>>>>>
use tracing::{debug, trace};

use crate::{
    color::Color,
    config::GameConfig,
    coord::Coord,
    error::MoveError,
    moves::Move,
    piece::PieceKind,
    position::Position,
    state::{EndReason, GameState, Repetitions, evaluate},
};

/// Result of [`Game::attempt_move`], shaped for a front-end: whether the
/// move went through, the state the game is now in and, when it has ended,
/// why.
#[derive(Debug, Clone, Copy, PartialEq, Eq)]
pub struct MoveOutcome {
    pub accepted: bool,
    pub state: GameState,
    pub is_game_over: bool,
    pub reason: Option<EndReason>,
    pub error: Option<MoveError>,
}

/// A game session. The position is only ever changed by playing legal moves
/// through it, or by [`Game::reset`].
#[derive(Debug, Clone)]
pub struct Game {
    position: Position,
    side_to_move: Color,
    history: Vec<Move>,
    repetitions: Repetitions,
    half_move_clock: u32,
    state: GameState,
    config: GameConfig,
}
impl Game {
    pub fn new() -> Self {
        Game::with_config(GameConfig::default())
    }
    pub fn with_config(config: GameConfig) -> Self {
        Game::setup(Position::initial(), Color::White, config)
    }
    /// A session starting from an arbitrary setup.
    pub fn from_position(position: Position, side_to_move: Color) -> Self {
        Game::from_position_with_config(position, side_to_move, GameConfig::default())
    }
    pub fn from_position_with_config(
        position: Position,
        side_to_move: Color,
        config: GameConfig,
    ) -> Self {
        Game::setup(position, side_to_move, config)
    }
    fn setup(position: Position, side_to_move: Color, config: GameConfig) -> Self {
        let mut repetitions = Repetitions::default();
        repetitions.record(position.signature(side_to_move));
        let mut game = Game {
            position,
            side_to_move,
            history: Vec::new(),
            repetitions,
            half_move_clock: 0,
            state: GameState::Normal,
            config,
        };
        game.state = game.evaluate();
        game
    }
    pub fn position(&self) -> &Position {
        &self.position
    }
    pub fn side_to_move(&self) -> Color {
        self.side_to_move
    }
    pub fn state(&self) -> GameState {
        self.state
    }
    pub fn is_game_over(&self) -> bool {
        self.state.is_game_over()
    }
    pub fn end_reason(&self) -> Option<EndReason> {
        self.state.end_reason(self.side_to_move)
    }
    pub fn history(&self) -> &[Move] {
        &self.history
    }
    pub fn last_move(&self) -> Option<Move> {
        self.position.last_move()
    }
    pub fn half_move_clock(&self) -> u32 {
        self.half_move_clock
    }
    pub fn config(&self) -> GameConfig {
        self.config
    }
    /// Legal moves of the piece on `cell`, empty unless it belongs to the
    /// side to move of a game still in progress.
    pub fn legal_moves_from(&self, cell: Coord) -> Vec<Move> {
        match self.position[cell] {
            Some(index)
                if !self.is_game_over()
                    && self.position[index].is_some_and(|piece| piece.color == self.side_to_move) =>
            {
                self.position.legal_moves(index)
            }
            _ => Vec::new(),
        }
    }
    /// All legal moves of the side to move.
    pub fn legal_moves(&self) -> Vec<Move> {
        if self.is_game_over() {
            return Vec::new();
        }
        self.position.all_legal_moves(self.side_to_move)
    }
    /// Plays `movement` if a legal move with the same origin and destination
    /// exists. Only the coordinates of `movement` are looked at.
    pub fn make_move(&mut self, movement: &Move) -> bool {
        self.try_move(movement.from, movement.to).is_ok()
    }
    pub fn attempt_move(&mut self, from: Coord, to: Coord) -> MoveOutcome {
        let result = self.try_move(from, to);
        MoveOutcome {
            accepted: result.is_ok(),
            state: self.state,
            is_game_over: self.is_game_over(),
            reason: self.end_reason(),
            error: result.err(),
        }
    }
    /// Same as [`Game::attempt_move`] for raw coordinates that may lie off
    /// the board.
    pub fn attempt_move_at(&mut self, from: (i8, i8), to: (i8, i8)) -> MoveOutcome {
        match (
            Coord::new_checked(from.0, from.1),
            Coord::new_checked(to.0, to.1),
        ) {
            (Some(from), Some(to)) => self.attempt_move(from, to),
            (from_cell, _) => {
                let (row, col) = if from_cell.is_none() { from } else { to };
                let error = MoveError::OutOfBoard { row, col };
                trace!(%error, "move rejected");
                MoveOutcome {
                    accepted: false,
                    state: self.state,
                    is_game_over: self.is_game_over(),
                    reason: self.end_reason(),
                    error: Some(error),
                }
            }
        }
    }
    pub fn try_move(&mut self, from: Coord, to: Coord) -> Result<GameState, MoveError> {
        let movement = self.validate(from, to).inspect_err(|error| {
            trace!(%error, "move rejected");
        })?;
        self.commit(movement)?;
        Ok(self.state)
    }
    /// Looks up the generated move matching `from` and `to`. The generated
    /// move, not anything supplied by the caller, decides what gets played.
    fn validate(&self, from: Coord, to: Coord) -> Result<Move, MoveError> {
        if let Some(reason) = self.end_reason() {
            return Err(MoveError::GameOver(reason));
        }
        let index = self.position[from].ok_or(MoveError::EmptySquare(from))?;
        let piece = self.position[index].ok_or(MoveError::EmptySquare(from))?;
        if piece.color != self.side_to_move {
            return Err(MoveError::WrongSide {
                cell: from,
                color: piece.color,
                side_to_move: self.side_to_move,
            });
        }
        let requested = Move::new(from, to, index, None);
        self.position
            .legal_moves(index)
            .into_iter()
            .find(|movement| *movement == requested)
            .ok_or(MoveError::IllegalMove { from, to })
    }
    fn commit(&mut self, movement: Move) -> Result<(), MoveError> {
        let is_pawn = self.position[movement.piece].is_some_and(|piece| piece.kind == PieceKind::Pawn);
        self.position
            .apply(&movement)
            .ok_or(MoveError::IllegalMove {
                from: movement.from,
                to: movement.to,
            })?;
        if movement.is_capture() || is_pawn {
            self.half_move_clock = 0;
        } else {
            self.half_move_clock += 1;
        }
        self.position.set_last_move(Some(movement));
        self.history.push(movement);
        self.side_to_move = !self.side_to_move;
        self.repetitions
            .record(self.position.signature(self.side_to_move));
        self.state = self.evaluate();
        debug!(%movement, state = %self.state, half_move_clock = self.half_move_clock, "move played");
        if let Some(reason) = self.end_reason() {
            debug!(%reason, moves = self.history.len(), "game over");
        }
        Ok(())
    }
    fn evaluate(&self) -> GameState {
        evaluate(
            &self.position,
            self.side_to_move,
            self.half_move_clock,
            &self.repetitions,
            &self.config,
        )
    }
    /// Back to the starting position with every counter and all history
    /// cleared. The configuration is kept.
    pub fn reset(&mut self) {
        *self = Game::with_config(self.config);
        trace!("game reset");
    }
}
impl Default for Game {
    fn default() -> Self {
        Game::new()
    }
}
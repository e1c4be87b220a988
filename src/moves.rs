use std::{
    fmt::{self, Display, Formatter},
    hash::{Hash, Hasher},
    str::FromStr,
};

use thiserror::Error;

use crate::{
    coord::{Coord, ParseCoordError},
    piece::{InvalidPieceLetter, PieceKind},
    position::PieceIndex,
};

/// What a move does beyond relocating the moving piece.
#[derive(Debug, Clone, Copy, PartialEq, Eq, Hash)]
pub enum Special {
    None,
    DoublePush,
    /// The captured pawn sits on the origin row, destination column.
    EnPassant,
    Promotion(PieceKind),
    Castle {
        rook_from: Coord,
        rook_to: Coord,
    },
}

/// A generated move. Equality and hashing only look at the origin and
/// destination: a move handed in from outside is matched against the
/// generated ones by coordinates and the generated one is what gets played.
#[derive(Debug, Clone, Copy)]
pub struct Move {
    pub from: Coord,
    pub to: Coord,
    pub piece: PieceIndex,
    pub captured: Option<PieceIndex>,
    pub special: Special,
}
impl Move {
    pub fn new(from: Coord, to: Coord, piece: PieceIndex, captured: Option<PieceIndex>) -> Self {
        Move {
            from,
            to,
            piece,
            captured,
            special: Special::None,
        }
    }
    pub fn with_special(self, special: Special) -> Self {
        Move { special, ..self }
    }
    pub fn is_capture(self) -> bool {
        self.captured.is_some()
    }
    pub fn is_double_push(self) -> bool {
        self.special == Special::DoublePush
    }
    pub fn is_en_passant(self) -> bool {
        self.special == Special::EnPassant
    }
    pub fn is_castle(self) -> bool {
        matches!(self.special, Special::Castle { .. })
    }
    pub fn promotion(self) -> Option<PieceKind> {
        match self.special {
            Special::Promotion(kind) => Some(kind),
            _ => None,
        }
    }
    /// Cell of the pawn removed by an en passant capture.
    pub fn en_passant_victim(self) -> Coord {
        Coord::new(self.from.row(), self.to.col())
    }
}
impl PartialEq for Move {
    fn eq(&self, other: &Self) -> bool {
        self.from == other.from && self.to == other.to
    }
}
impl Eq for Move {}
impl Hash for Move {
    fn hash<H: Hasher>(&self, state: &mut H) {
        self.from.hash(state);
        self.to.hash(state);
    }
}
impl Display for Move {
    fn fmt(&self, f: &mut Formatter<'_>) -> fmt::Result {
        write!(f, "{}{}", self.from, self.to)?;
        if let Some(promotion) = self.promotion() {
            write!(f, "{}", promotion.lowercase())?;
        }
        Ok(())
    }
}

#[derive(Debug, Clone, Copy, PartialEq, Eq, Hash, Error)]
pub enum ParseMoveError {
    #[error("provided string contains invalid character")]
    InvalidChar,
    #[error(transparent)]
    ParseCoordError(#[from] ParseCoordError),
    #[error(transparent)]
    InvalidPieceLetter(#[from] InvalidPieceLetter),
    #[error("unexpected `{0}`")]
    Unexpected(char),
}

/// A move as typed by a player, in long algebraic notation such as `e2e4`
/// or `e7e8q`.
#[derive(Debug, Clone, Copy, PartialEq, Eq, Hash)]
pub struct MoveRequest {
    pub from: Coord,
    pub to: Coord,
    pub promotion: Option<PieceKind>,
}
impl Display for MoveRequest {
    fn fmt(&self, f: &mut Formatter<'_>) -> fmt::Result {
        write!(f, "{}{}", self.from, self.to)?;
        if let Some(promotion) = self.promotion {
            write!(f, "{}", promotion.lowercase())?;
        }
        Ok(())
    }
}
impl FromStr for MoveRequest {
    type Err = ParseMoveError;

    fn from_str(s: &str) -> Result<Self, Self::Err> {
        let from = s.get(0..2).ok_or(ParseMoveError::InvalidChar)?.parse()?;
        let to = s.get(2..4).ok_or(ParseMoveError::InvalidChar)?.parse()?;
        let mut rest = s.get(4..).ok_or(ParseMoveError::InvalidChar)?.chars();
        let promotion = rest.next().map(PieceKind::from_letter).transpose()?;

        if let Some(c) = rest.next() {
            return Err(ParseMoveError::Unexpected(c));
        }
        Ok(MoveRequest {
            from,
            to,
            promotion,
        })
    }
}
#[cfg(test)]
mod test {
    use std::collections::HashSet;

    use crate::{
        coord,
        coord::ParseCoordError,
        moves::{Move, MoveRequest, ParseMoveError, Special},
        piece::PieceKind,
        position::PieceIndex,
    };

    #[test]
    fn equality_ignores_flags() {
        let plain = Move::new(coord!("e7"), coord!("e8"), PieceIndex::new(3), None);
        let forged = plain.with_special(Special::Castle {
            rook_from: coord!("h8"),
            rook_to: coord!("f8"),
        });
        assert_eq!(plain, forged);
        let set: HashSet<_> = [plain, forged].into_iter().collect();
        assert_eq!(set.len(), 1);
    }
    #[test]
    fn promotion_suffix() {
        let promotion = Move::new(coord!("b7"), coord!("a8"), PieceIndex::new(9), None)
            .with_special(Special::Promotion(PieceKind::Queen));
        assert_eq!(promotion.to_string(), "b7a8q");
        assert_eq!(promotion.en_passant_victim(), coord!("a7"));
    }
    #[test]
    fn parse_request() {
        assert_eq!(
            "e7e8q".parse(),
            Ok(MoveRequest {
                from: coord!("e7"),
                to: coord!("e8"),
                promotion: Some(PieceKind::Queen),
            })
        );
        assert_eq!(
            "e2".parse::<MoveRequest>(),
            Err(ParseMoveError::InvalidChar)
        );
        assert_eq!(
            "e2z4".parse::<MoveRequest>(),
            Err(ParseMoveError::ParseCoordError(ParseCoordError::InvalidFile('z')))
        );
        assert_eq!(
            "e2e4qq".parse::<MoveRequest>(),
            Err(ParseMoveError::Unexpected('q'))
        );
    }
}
<<<<<
Which lines above carry the string "MoveOutcome"? Copy those lines.

pub struct MoveOutcome {
    pub fn attempt_move(&mut self, from: Coord, to: Coord) -> MoveOutcome {
        MoveOutcome {
    pub fn attempt_move_at(&mut self, from: (i8, i8), to: (i8, i8)) -> MoveOutcome {
                MoveOutcome {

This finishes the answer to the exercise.